У исто­ков отрасли сто­яли вели­кие уче­ные и вели­кие руко­во­ди­тели, и это стало залогом успеха Атом­ного про­екта. А сей­час что? Вы уве­рены, что все в порядке с кад­ро­вым вопро­сом? Если руко­во­ди­тель ока­зался вором, то, я счи­таю, за него должны нести ответ­ствен­ность и тот, кто рекомен­до­вал его, и тот, кто назна­чал. Раньше КГБ занима­лось под­бо­ром кад­ров для атом­ной промыш­лен­но­сти, и я не могу вспом­нить ни одного подоб­ного инци­дента, свя­зан­ного с воров­ством.
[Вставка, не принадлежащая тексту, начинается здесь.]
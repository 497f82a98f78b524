//! Listener storage and dispatch.
//!
//! An [`EventTable`] is an ordered list of `(EventType, Listener)` pairs.
//! Listeners for one type run in registration order. The same listener may
//! be hooked more than once and then runs once per registration.
//!
//! Dispatch never holds the table while listeners run: callers snapshot the
//! listeners with [`EventTable::listeners`] and hand them to [`dispatch`].
//! A listener that adds or removes listeners during dispatch therefore
//! affects the next event, not the current one.
//!
//! # Example
//!
//! ```
//! use horizon_bridge_core::{Event, EventTable, EventType, Listener};
//!
//! let mut table = EventTable::new();
//! let listener = Listener::from_fn(|event| event.doit = false);
//! table.hook(EventType::Verify, listener.clone());
//!
//! let mut event = Event::new(EventType::Verify);
//! table.send_event(&mut event).unwrap();
//! assert!(!event.doit);
//!
//! assert!(table.unhook(EventType::Verify, &listener));
//! assert!(!table.hooks(EventType::Verify));
//! ```

use std::fmt;
use std::sync::Arc;

use crate::event::{Event, EventType};

/// An error returned by a listener.
///
/// Dispatch stops at the first listener that returns an error; the error
/// surfaces to whoever sent the event.
#[derive(Clone)]
pub struct ListenerError {
    inner: Arc<dyn std::error::Error + Send + Sync>,
}

#[derive(Debug)]
struct MessageError(String);

impl fmt::Display for MessageError {
    fn fmt(&self, f: &mut fmt::Formatter<'_>) -> fmt::Result {
        f.write_str(&self.0)
    }
}

impl std::error::Error for MessageError {}

impl ListenerError {
    /// Wrap an error.
    pub fn new<E>(error: E) -> Self
    where
        E: std::error::Error + Send + Sync + 'static,
    {
        Self {
            inner: Arc::new(error),
        }
    }

    /// Create an error from a message.
    pub fn msg(message: impl Into<String>) -> Self {
        Self::new(MessageError(message.into()))
    }
}

impl fmt::Debug for ListenerError {
    fn fmt(&self, f: &mut fmt::Formatter<'_>) -> fmt::Result {
        f.debug_tuple("ListenerError").field(&self.inner).finish()
    }
}

impl fmt::Display for ListenerError {
    fn fmt(&self, f: &mut fmt::Formatter<'_>) -> fmt::Result {
        fmt::Display::fmt(&self.inner, f)
    }
}

impl std::error::Error for ListenerError {
    fn source(&self) -> Option<&(dyn std::error::Error + 'static)> {
        self.inner.source()
    }
}

/// The result of running a listener.
pub type ListenerResult = std::result::Result<(), ListenerError>;

type Callback = dyn Fn(&mut Event) -> ListenerResult + Send + Sync;

/// A callback registered for one or more event types.
///
/// Listeners compare by identity: a clone is the same listener, two
/// listeners built from identical closures are not.
#[derive(Clone)]
pub struct Listener {
    callback: Arc<Callback>,
}

impl Listener {
    /// Create a listener from a fallible callback.
    pub fn new<F>(callback: F) -> Self
    where
        F: Fn(&mut Event) -> ListenerResult + Send + Sync + 'static,
    {
        Self {
            callback: Arc::new(callback),
        }
    }

    /// Create a listener from a callback that cannot fail.
    pub fn from_fn<F>(callback: F) -> Self
    where
        F: Fn(&mut Event) + Send + Sync + 'static,
    {
        Self::new(move |event| {
            callback(event);
            Ok(())
        })
    }

    /// Run the listener.
    pub fn handle_event(&self, event: &mut Event) -> ListenerResult {
        (self.callback)(event)
    }

    /// Whether both values are the same listener.
    pub fn ptr_eq(&self, other: &Self) -> bool {
        std::ptr::addr_eq(Arc::as_ptr(&self.callback), Arc::as_ptr(&other.callback))
    }
}

impl PartialEq for Listener {
    fn eq(&self, other: &Self) -> bool {
        self.ptr_eq(other)
    }
}

impl Eq for Listener {}

impl fmt::Debug for Listener {
    fn fmt(&self, f: &mut fmt::Formatter<'_>) -> fmt::Result {
        f.debug_struct("Listener")
            .field("callback", &Arc::as_ptr(&self.callback).cast::<()>())
            .finish()
    }
}

/// Run `listeners` against `event` in order, stopping at the first error.
pub fn dispatch(listeners: &[Listener], event: &mut Event) -> ListenerResult {
    for listener in listeners {
        listener.handle_event(event)?;
    }
    Ok(())
}

/// Ordered storage of listeners keyed by event type.
#[derive(Clone, Default, Debug)]
pub struct EventTable {
    entries: Vec<(EventType, Listener)>,
}

impl EventTable {
    /// Create an empty table.
    pub fn new() -> Self {
        Self::default()
    }

    /// Append a listener for `event_type`.
    pub fn hook(&mut self, event_type: EventType, listener: Listener) {
        self.entries.push((event_type, listener));
    }

    /// Remove the first registration of `listener` for `event_type`.
    ///
    /// Returns `false` if the listener was not registered for that type.
    pub fn unhook(&mut self, event_type: EventType, listener: &Listener) -> bool {
        let position = self
            .entries
            .iter()
            .position(|(ty, registered)| *ty == event_type && registered.ptr_eq(listener));
        match position {
            Some(index) => {
                self.entries.remove(index);
                true
            }
            None => false,
        }
    }

    /// Whether any listener is registered for `event_type`.
    pub fn hooks(&self, event_type: EventType) -> bool {
        self.entries.iter().any(|(ty, _)| *ty == event_type)
    }

    /// Snapshot the listeners for `event_type`, in registration order.
    pub fn listeners(&self, event_type: EventType) -> Vec<Listener> {
        self.entries
            .iter()
            .filter(|(ty, _)| *ty == event_type)
            .map(|(_, listener)| listener.clone())
            .collect()
    }

    /// Deliver `event` to the listeners registered for its type.
    pub fn send_event(&self, event: &mut Event) -> ListenerResult {
        let listeners = self.listeners(event.event_type);
        dispatch(&listeners, event)
    }

    /// The total number of registrations.
    pub fn len(&self) -> usize {
        self.entries.len()
    }

    /// Whether the table has no registrations.
    pub fn is_empty(&self) -> bool {
        self.entries.is_empty()
    }

    /// Remove every registration.
    pub fn clear(&mut self) {
        self.entries.clear();
    }
}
Слиш­ком много надежд сегодня воз­лага­ется на деньги, а меня это, честно говоря, пугает. Задачу деньгами не решить, только моз­гами, а работа мозга не зави­сит от денег, у него своя моти­вация.

— По вашему мне­нию, нам уда­ется под­держи­вать в обла­сти ядер­ного оружия пари­тет с аме­ри­кан­цами?

 — Я с уваже­нием отношусь к аме­ри­кан­цам. Я был в несколько раз в Аме­рике, встре­чался с аме­ри­кан­скими спе­ци­а­ли­стами-оружей­ни­ками, читаю их открытые, да и закрытые пуб­ли­кации, и вижу, что они серьезно отно­сятся к сво­ему ядер­ному оружию, к его надеж­но­сти и без­опас­но­сти. Их под­ходы отли­чаются от нашего, что дает нам, в свою оче­редь, пищу для размыш­ле­ния.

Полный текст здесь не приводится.